I feel confident I have answered part a of this question correctly but not sure if I have answered part b correctly. I've included my solution to part a in case I made a mistake. Do you think I have answered part b correctly?
Alice is trying to communicate with Bob, by sending a message (encoded in binary) across a channel.
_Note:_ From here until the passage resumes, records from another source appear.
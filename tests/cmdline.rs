//! Joins command-line style arguments through the public buffer API only.
//!
//! Each argument is set into both an unowned and a reserved buffer, the two are compared and
//! released, and the argument is appended to a space-joined command line.

#![expect(clippy::unwrap_used, reason = "Okay in tests")]

use dstr::Buffer;
use rstest::rstest;

fn init_test_logging() {
    let _ = tracing_subscriber::fmt()
        .with_env_filter(tracing_subscriber::EnvFilter::from_default_env())
        .with_test_writer()
        .try_init();
}

/// Joins `args` with single spaces, checking each one along the way.
fn join_args(args: &[&str]) -> Buffer {
    let mut cmdline = Buffer::new();

    for (i, arg) in args.iter().enumerate() {
        let mut plain = Buffer::new();
        let mut reserved = Buffer::with_reserve(arg.len());
        assert!(reserved.capacity() > arg.len());

        plain.set(arg.as_bytes()).unwrap();
        reserved.set(arg.as_bytes()).unwrap();

        // The reservation never needed to grow
        assert_eq!(reserved.capacity(), Buffer::required_capacity(arg.len()));
        assert_eq!(plain, reserved);
        assert_eq!(plain.as_bytes(), arg.as_bytes());

        plain.release();
        reserved.release();
        assert!(!plain.is_owned());
        assert!(!reserved.is_owned());

        if i > 0 {
            cmdline.append(b" ").unwrap();
        }
        cmdline.append(arg.as_bytes()).unwrap();
    }

    cmdline
}

#[rstest]
#[case(&["prog"], "prog")]
#[case(&["prog", "a", "b"], "prog a b")]
#[case(&["prog", "", "x"], "prog  x")]
#[case(&["tëst", "ünïcode"], "tëst ünïcode")]
fn test_join_args(#[case] args: &[&str], #[case] expected: &str) {
    init_test_logging();

    let mut cmdline = join_args(args);
    assert_eq!(cmdline.as_bytes(), expected.as_bytes());
    assert_eq!(cmdline.len(), expected.len());
    assert_eq!(cmdline.as_bytes_with_nul().last(), Some(&0));

    cmdline.release();
    cmdline.release();
    assert!(cmdline.is_empty());
}

#[test]
fn test_join_no_args() {
    let cmdline = join_args(&[]);

    // Nothing was ever written, so nothing was ever allocated
    assert!(!cmdline.is_owned());
    assert_eq!(cmdline.as_bytes_with_nul(), b"\0");
}

#[test]
fn test_join_long_args() {
    let long = "x".repeat(1000);
    let args = ["prog", long.as_str(), "end"];

    let cmdline = join_args(&args);
    assert_eq!(cmdline.as_bytes(), args.join(" ").as_bytes());
    assert_eq!(cmdline.capacity() % 64, 0);
    assert!(cmdline.capacity() > cmdline.len());
}
//! A growable, always-terminated byte string with explicit lifecycle control.
//!
//! [`Buffer`] holds a byte string of any length and keeps a zero byte right after its content, so
//! the content can be handed out either as a plain slice or as a terminated one. Storage grows in
//! steps of [`GROWTH_QUANTUM`](constants::GROWTH_QUANTUM) bytes and all size arithmetic
//! saturates, so a request that can't be represented is reported as an error instead of wrapping
//! around.
//!
//! # When to use this
//!
//! This crate is a good fit when you need a terminated byte string for an interface that expects
//! one, want allocation failure to come back as an error instead of aborting, or want the buffer
//! to own no memory at all until the first write. For everything else, prefer [`Vec<u8>`].
//!
//! # Quick start
//!
//! ```
//! use dstr::Buffer;
//!
//! let args = ["prog", "--verbose", "input.txt"];
//!
//! // Join the arguments with spaces
//! let mut cmdline = Buffer::new();
//! for (i, arg) in args.iter().enumerate() {
//!     if i > 0 {
//!         cmdline.append(b" ").unwrap();
//!     }
//!     cmdline.append(arg.as_bytes()).unwrap();
//! }
//!
//! assert_eq!(cmdline.as_bytes(), b"prog --verbose input.txt");
//! assert_eq!(cmdline.as_bytes_with_nul().last(), Some(&0));
//!
//! // Free the storage but keep the buffer around for reuse
//! cmdline.release();
//! assert!(cmdline.is_empty());
//! ```
//!
//! # Errors
//!
//! Every write returns a [`Result`] with an [`Error`] describing why it failed. A failed write
//! leaves the buffer exactly as it was. Reserving constructors come in two flavours:
//! [`Buffer::with_reserve`] quietly falls back to an empty buffer, while
//! [`Buffer::try_with_reserve`] reports the error.
//!
//! # Logging
//!
//! Reallocations are reported through [`tracing`] at the `trace` level and failures at the
//! `debug` level. The crate never installs a subscriber.
//!
//! # Crate organisation
//!
//! - [`Buffer`] — the byte string itself.
//! - [`Error`] — why a write or reservation failed.
//! - [`constants`] — the growth quantum and overflow sentinel used by the capacity arithmetic.

mod buffer;
pub mod constants;
mod error;

pub use buffer::Buffer;
pub use error::Error;
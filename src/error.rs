//! Errors reported by [`Buffer`](crate::Buffer) operations.

use std::collections::TryReserveError;
use std::io;

/// The reason a write or reservation failed.
///
/// Every failure leaves the buffer exactly as it was before the call, so the caller is free to
/// retry, release or keep using it.
#[derive(Debug, Clone, PartialEq, Eq, thiserror::Error)]
pub enum Error {
    /// The requested length saturated and can't fit a terminator.
    #[error("requested length does not fit in a buffer")]
    CapacityOverflow,

    /// The allocator could not provide the backing storage.
    #[error("failed to allocate buffer storage")]
    Alloc(#[from] TryReserveError),

    /// A positional write would leave a gap after the current content.
    #[error("write offset {offset} is past the end of the content ({len} bytes)")]
    OffsetGap {
        /// The offset that was requested.
        offset: usize,
        /// The content length at the time of the call.
        len: usize,
    },
}

impl From<Error> for io::Error {
    fn from(err: Error) -> Self {
        let kind = match err {
            Error::CapacityOverflow | Error::Alloc(_) => io::ErrorKind::OutOfMemory,
            Error::OffsetGap { .. } => io::ErrorKind::InvalidInput,
        };
        io::Error::new(kind, err)
    }
}

#[cfg(test)]
mod tests {
    use super::*;

    #[test]
    fn test_error_display() {
        assert_eq!(
            Error::CapacityOverflow.to_string(),
            "requested length does not fit in a buffer"
        );
        assert_eq!(
            Error::OffsetGap { offset: 5, len: 3 }.to_string(),
            "write offset 5 is past the end of the content (3 bytes)"
        );
    }

    #[test]
    fn test_error_into_io_error() {
        let err = io::Error::from(Error::CapacityOverflow);
        assert_eq!(err.kind(), io::ErrorKind::OutOfMemory);

        let err = io::Error::from(Error::OffsetGap { offset: 1, len: 0 });
        assert_eq!(err.kind(), io::ErrorKind::InvalidInput);
    }
}
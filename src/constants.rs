//! Capacity constants for the growable buffer.
//!
//! Every owned allocation made by [`Buffer`](crate::Buffer) is a multiple of [`GROWTH_QUANTUM`].
//! The arithmetic that produces those capacities saturates instead of wrapping, and the value it
//! saturates to is [`CAPACITY_OVERFLOW`].
//!
//! # Invariant
//!
//! The following relationships must hold between the constants:
//!
//! - `GROWTH_QUANTUM` is a power of 2, so rounding can be done with a mask
//! - `MAX_LENGTH + GROWTH_QUANTUM == CAPACITY_OVERFLOW`
//! - `CAPACITY_OVERFLOW` is not a multiple of `GROWTH_QUANTUM`, so it is never a valid capacity

/// Growth quantum (64 bytes) used to size allocations.
///
/// The buffer capacity is always a multiple of this value, which also makes it the smallest
/// capacity an owning buffer can have (an empty string still needs room for its terminator).
pub const GROWTH_QUANTUM: usize =
    // 2^6 = 64
    1 << 6;

/// Sentinel returned by the saturating capacity arithmetic.
///
/// A string of this length could never reserve room for its terminator, so seeing this value as
/// a length or a capacity always means the requested size is unrepresentable.
pub const CAPACITY_OVERFLOW: usize = usize::MAX;

/// Largest content length that still maps to a valid capacity.
///
/// Anything longer makes [`Buffer::required_capacity`](crate::Buffer::required_capacity) return
/// [`CAPACITY_OVERFLOW`].
pub const MAX_LENGTH: usize = CAPACITY_OVERFLOW - GROWTH_QUANTUM;

#[cfg(test)]
mod tests;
(a) Suppose for this part that she sends only one bit (a 0 or 1), with equal probabilities. If she sends a 0, there is a 5% chance of an error occurring, resulting in Bob receiving a 1; if she sends a 1, there is a 10% chance of an error occurring, resulting in Bob receiving a 0. Given that Bob receives a 1, what is the probability that Alice actually sent a 1?
(b) To reduce the chance of miscommunication, Alice and Bob decide to use a repetition code. Again Alice wants to convey a 0 or a 1, but this time she repeats it two more times, so that she sends 000 to convey 0 and 111 to convey 1. Bob will decode the message by going with what the majority of the bits were. Assume that the error probabilities are as in (a), with error events for different bits independent of each other. Given that Bob receives 110, what is the probability that Alice intended to convey a 1?
Solution:
PART (a)
Let
A = Event Alice sent a 1
B = Event Bob receives a 1
Given
$P(A)=0.5$
$P(A^C)=0.5$
$P(B\vert A)=0.90$
$P(B\vert A^C)=0.05$
Find
$P(A\vert B) =\space ?$
Use Bayes Theorem
$P(A\vert B) = \dfrac{P(A,B)}{P(B)} = \dfrac{P(B\vert A)P(A)}{P(B)}$
Using LOTP to find $P(B)$
$P(B) = P(B\vert A)P(A) + P(B\vert A^C)P(A^C)$
Therefore
$P(A\vert B) = \dfrac{P(B\vert A)P(A)}{P(B\vert A)P(A) + P(B\vert A^C)P(A^C)}$
$P(A\vert B) = \dfrac{0.90 * 0.5}{0.90 * 0.5 + 0.05 * 0.5} = \dfrac{18}{19} \approx 0.9473$
PART (b)
Let
A = Event Alice sent 111
B = Event Bob receives 110
Given
$P(A)=0.5$
$P(A^C)=0.5$
This portion of the problem I'm not confident I did it correctly.
All bits are sent independently
$P(B\vert A)= P(Bob\space receiving\space 110\space given\space she\space sent\space 111) = 0.90 * 0.90 * 0.10 = 0.081$
$P(B\vert A^C)= P(Bob\space receiving\space 110\space given\space she\space sent\space 000) = 0.05 * 0.05 * 0.95 = 0.0002375$
Find
$P(A\vert B) =\space ?$
Use Bayes Theorem
$P(A\vert B) = \dfrac{P(A,B)}{P(B)} = \dfrac{P(B\vert A)P(A)}{P(B)}$
Using LOTP to find $P(B)$
$P(B) = P(B\vert A)P(A) + P(B\vert A^C)P(A^C)$
Therefore
$P(A\vert B) = \dfrac{P(B\vert A)P(A)}{P(B\vert A)P(A) + P(B\vert A^C)P(A^C)}$
$P(A\vert B) = \dfrac{0.081 * 0.5}{0.081 * 0.5 + 0.0002375 * 0.5} \approx 0.9715$
The confidence goes up for Bob receiving 1 from Alice, 0.9473 < 0.9715 so I feel like it might be close but still feel like I might have made a mistake determining $P(B\vert A)$ and $P(B\vert A^C)$ on part (b).
Best Answer
I arrived at the same answer as you for part B. However I believe that you forgot to include the 0.1 probability of the received zero in the middle of your last line.
$$ P(A|B) = \frac{0.1 \cdot 0.9^2 \cdot 0.5}{(0.1 \cdot 0.9^2 \cdot 0.5)+(0.95 \cdot 0.05^2 \cdot 0.5)} \approx 0.9715 $$